[Record excerpts — start]

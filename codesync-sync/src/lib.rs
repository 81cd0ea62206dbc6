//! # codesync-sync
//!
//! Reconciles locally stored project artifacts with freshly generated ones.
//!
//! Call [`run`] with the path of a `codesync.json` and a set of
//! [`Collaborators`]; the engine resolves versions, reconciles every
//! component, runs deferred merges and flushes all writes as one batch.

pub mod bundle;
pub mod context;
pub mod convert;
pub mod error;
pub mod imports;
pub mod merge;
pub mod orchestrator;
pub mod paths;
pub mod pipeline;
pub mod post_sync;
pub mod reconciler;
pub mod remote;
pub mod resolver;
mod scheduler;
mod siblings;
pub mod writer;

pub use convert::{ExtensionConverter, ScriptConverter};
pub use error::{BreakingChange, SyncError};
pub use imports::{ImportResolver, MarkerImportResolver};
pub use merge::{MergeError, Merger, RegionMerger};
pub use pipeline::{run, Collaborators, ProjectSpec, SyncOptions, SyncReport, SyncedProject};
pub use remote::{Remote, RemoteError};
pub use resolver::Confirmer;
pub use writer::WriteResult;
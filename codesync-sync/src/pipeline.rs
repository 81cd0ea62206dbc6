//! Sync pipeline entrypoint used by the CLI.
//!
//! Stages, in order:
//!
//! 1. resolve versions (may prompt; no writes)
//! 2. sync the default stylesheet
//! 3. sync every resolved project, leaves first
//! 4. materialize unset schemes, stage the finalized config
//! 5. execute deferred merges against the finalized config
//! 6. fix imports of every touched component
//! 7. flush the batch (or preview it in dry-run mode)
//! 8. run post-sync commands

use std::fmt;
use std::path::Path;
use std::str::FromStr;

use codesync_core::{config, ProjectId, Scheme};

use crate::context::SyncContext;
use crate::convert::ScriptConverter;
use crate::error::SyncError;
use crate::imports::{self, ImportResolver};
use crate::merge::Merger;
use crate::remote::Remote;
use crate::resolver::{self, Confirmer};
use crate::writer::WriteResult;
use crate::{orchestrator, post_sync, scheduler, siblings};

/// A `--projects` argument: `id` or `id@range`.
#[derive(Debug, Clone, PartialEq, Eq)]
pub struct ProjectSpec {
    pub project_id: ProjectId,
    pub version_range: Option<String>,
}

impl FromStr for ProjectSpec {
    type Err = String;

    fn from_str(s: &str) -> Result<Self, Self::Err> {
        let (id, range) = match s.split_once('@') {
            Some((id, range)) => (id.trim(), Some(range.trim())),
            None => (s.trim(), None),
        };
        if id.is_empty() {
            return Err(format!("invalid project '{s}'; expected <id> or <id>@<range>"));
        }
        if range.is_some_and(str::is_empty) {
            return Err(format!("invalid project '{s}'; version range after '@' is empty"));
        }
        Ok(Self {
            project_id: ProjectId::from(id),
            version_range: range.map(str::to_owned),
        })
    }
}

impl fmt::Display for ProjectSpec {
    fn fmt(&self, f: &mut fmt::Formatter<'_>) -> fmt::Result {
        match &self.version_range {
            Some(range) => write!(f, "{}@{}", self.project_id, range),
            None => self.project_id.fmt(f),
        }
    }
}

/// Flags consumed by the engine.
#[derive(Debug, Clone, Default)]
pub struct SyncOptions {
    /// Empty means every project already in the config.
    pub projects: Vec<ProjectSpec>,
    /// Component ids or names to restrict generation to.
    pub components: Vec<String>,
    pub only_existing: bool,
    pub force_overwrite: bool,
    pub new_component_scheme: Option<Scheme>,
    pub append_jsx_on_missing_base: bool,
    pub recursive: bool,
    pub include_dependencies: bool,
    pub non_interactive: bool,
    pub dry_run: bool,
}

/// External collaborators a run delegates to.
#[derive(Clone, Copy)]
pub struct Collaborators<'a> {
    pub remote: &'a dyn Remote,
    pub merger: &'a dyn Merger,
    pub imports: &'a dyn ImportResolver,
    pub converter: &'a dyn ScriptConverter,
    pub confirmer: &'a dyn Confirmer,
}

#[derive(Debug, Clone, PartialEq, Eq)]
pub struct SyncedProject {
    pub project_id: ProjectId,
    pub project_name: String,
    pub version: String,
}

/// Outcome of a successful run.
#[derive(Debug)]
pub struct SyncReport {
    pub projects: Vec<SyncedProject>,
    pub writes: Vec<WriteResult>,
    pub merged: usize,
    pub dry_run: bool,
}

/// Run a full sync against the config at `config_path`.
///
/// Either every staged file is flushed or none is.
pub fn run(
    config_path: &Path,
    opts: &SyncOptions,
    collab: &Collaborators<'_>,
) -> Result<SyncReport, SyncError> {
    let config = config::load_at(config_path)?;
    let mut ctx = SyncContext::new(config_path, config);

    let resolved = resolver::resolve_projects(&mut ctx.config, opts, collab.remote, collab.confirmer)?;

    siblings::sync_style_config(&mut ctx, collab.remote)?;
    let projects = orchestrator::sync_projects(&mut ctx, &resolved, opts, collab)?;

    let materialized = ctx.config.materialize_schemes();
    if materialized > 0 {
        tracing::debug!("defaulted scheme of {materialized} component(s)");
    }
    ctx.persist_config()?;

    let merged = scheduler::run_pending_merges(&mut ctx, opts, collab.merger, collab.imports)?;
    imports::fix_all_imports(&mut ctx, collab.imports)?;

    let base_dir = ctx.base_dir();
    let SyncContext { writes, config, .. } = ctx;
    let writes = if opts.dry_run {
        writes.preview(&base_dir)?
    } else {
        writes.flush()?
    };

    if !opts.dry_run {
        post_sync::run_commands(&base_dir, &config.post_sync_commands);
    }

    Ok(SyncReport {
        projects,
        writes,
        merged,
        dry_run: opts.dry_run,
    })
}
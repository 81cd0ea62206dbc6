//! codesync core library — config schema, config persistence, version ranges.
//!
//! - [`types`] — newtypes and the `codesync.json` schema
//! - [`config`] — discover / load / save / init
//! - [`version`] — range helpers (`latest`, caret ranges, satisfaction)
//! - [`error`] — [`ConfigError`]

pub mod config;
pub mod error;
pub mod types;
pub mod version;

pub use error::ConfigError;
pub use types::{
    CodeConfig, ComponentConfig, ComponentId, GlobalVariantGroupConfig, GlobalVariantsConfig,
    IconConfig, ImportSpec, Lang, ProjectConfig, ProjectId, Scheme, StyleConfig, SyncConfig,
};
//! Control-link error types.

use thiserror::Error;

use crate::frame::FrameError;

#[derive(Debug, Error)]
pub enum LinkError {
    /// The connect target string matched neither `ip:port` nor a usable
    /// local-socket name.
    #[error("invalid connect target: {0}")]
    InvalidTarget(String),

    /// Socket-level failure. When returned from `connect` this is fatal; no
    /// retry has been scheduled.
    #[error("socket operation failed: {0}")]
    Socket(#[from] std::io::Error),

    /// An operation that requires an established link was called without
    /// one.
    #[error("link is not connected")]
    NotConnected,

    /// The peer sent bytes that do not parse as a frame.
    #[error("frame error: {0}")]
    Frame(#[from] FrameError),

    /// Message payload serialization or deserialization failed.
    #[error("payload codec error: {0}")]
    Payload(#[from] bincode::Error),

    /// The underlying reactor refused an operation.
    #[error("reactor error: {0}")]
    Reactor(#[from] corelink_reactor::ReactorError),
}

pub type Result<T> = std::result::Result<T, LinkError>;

[Record excerpts — finish]

◆ Problem statement:
Go through the entries and copy every line with "SyncOptions".

◆ Your solution:
pub use pipeline::{run, Collaborators, ProjectSpec, SyncOptions, SyncReport, SyncedProject};
pub struct SyncOptions {
    opts: &SyncOptions,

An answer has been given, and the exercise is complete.